What do the entries below say? Restate them word for word.
- Opening Delimiter -
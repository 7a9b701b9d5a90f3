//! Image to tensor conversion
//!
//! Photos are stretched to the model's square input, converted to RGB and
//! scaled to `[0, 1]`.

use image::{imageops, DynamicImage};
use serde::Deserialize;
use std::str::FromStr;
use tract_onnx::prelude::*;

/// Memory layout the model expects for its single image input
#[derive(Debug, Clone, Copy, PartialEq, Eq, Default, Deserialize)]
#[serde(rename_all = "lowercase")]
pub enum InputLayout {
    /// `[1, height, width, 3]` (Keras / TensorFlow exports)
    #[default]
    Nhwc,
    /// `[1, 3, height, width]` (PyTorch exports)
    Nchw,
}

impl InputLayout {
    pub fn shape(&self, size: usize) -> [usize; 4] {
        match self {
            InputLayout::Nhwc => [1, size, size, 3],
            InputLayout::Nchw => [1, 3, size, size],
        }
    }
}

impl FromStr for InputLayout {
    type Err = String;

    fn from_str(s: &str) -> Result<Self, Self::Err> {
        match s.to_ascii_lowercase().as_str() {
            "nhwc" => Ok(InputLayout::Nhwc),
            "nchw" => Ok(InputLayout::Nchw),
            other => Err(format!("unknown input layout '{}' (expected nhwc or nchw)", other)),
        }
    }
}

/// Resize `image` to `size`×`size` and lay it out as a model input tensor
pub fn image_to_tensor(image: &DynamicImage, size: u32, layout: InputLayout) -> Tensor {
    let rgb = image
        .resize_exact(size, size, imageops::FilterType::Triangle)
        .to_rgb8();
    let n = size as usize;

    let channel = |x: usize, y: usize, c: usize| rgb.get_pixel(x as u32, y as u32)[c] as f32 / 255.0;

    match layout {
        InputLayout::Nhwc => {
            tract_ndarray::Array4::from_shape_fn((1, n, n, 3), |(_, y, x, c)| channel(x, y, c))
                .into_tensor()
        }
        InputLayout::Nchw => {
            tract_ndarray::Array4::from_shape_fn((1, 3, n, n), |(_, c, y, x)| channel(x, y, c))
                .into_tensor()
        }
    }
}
- Closing Delimiter -
#### ANSWER TO THE EXERCISE:
repository 7a9b701b9d5a90f3
//! Image to tensor conversion
//!
//! Photos are stretched to the model's square input, converted to RGB and
//! scaled to `[0, 1]`.

use image::{imageops, DynamicImage};
use serde::Deserialize;
use std::str::FromStr;
use tract_onnx::prelude::*;

/// Memory layout the model expects for its single image input
#[derive(Debug, Clone, Copy, PartialEq, Eq, Default, Deserialize)]
#[serde(rename_all = "lowercase")]
pub enum InputLayout {
    /// `[1, height, width, 3]` (Keras / TensorFlow exports)
    #[default]
    Nhwc,
    /// `[1, 3, height, width]` (PyTorch exports)
    Nchw,
}

impl InputLayout {
    pub fn shape(&self, size: usize) -> [usize; 4] {
        match self {
            InputLayout::Nhwc => [1, size, size, 3],
            InputLayout::Nchw => [1, 3, size, size],
        }
    }
}

impl FromStr for InputLayout {
    type Err = String;

    fn from_str(s: &str) -> Result<Self, Self::Err> {
        match s.to_ascii_lowercase().as_str() {
            "nhwc" => Ok(InputLayout::Nhwc),
            "nchw" => Ok(InputLayout::Nchw),
            other => Err(format!("unknown input layout '{}' (expected nhwc or nchw)", other)),
        }
    }
}

/// Resize `image` to `size`×`size` and lay it out as a model input tensor
pub fn image_to_tensor(image: &DynamicImage, size: u32, layout: InputLayout) -> Tensor {
    let rgb = image
        .resize_exact(size, size, imageops::FilterType::Triangle)
        .to_rgb8();
    let n = size as usize;

    let channel = |x: usize, y: usize, c: usize| rgb.get_pixel(x as u32, y as u32)[c] as f32 / 255.0;

    match layout {
        InputLayout::Nhwc => {
            tract_ndarray::Array4::from_shape_fn((1, n, n, 3), |(_, y, x, c)| channel(x, y, c))
                .into_tensor()
        }
        InputLayout::Nchw => {
            tract_ndarray::Array4::from_shape_fn((1, 3, n, n), |(_, c, y, x)| channel(x, y, c))
                .into_tensor()
        }
    }
}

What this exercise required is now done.